Hace algunos años, en una retrospectiva de homenaje al neorrealismo italiano, vi una película de Vittorio De Sica: Dos mujeres. En esencia, contaba una historia si se quiere, menor, apenas una escena entre miles de escenas de la Italia de posguerra. De la posguerra inmediata, cuando Italia era un caos, el hambre estaba instalada y los soldados americanos recorrían en jeeps los caminos que unían antiguos pueblitos campesinos, todavía humeantes por los bombardeos. En la caravana de refugiados iba una mujer (Sofía Loren) con su hija de unos once o doce años (no recuerdo el nombre de la joven actriz). Caminaban con un atado de ropa junto a mujeres y hombres estragados por la guerra. Hacen noche en una aldea y se cobijan para dormir en una iglesia semiderruida. Duermen en el suelo, una junto a la otra. En un momento de la noche, entra un grupo de hombres, no recuerdo si soldados o salteadores, da lo mismo, las separan unos metros, y las violan. La madre sufre por las dos; al día siguiente, vuelven al camino, a continuar con sus vidas de mujeres atravesadas por la guerra.
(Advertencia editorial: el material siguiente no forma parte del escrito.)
use super::*;
use crate::theme::palette::PaletteTable;

fn opening() -> Palette {
    PaletteTable::builtin().get("opening").unwrap().clone()
}

#[test]
fn blob_count_and_ranges_follow_the_seed() {
    let a = Backdrop::new(11, &opening());
    let b = Backdrop::new(11, &opening());
    assert_eq!(a.blobs(), b.blobs());
    assert!((6..=8).contains(&a.blobs().len()));
    for blob in a.blobs() {
        assert!((250.0..600.0).contains(&blob.size_px));
        assert!((0.2..0.4).contains(&blob.opacity));
        assert!((0.0..100.0).contains(&blob.pos.x));
    }
}

#[test]
fn drift_keeps_blobs_in_bounds_and_speed_clamped() {
    let mut bd = Backdrop::new(3, &opening());
    for _ in 0..20_000 {
        bd.drift(0.05);
    }
    for blob in bd.blobs() {
        assert!((BOUND_LO..=BOUND_HI).contains(&blob.pos.x));
        assert!((BOUND_LO..=BOUND_HI).contains(&blob.pos.y));
        assert!(blob.vel.x.abs() <= MAX_SPEED);
        assert!(blob.vel.y.abs() <= MAX_SPEED);
    }
}

#[test]
fn recolor_follows_palette_cycle() {
    let table = PaletteTable::builtin();
    let finale = table.get("finale").unwrap();
    let mut bd = Backdrop::new(5, &opening());
    bd.recolor(finale);
    for (i, blob) in bd.blobs().iter().enumerate() {
        assert_eq!(Some(blob.color), finale.blob_color(i));
    }
}
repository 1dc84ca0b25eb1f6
pub mod solver;
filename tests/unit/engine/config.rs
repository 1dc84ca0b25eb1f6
use super::*;

#[test]
fn defaults_validate() {
    EngineConfig::default().validate().unwrap();
}

#[test]
fn partial_json_keeps_other_defaults() {
    let cfg: EngineConfig =
        serde_json::from_str(r#"{ "fade_zone": 0.5, "final_hold_ms": 100 }"#).unwrap();
    assert_eq!(cfg.fade_zone, 0.5);
    assert_eq!(cfg.final_hold_ms, Millis(100));
    assert_eq!(cfg.gap_px, 12.0);
    cfg.validate().unwrap();
}

#[test]
fn invalid_constants_are_rejected() {
    let mut cfg = EngineConfig::default();
    cfg.fade_zone = 0.0;
    assert!(cfg.validate().is_err());

    let mut cfg = EngineConfig::default();
    cfg.reveal_fraction = 1.5;
    assert!(cfg.validate().is_err());

    let mut cfg = EngineConfig::default();
    cfg.gap_px = f64::NAN;
    assert!(cfg.validate().is_err());

    let mut cfg = EngineConfig::default();
    cfg.max_frame_dt_ms = Millis::ZERO;
    assert!(cfg.validate().is_err());
}

#[test]
fn negative_millis_fail_to_parse() {
    assert!(serde_json::from_str::<EngineConfig>(r#"{ "intro_delay_ms": -5 }"#).is_err());
}

#[test]
fn without_jitter_zeroes_only_jitter() {
    let cfg = EngineConfig::default().without_jitter();
    assert_eq!(cfg.jitter_ms, 0.0);
    assert_eq!(cfg.max_char_ms, Millis(65));
}
pub mod recording;
pub mod surface;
La lectura, casi simultánea, de dos autoras europeas fue lo que me trajo a la memoria la película de De Sica, y prefiguró ese símil precisamente con esas palabras: dos mujeres atravesadas por la guerra. Dos escritoras: la húngara Agota Kristof y la ruso-francesa Irène Némirovsky. Dos mujeres marcadas, muerta una de ellas, por la guerra.

MADRE E HIJA

La analogía se hacía más real a medida que comprobaba las similitudes y diferencias de los términos: dos mujeres, con edades acordes como para ser madre (Némirovsky, nacida en 1903) e hija (Kristof, nacida en 1935), que debieron huir, que debieron adoptar otro país, que escribieron sus libros en otra lengua, que experimentaron el terror de la guerra. La Segunda Guerra Mundial arrasó las vidas de Némirovsky y Kristof como un vendaval y quedó registrada en sus dos obras mayores: Suite francesa, de Némirovsky, y la trilogía Claus y Lucas (El gran cuaderno; La prueba; La tercera mentira), de Kristof.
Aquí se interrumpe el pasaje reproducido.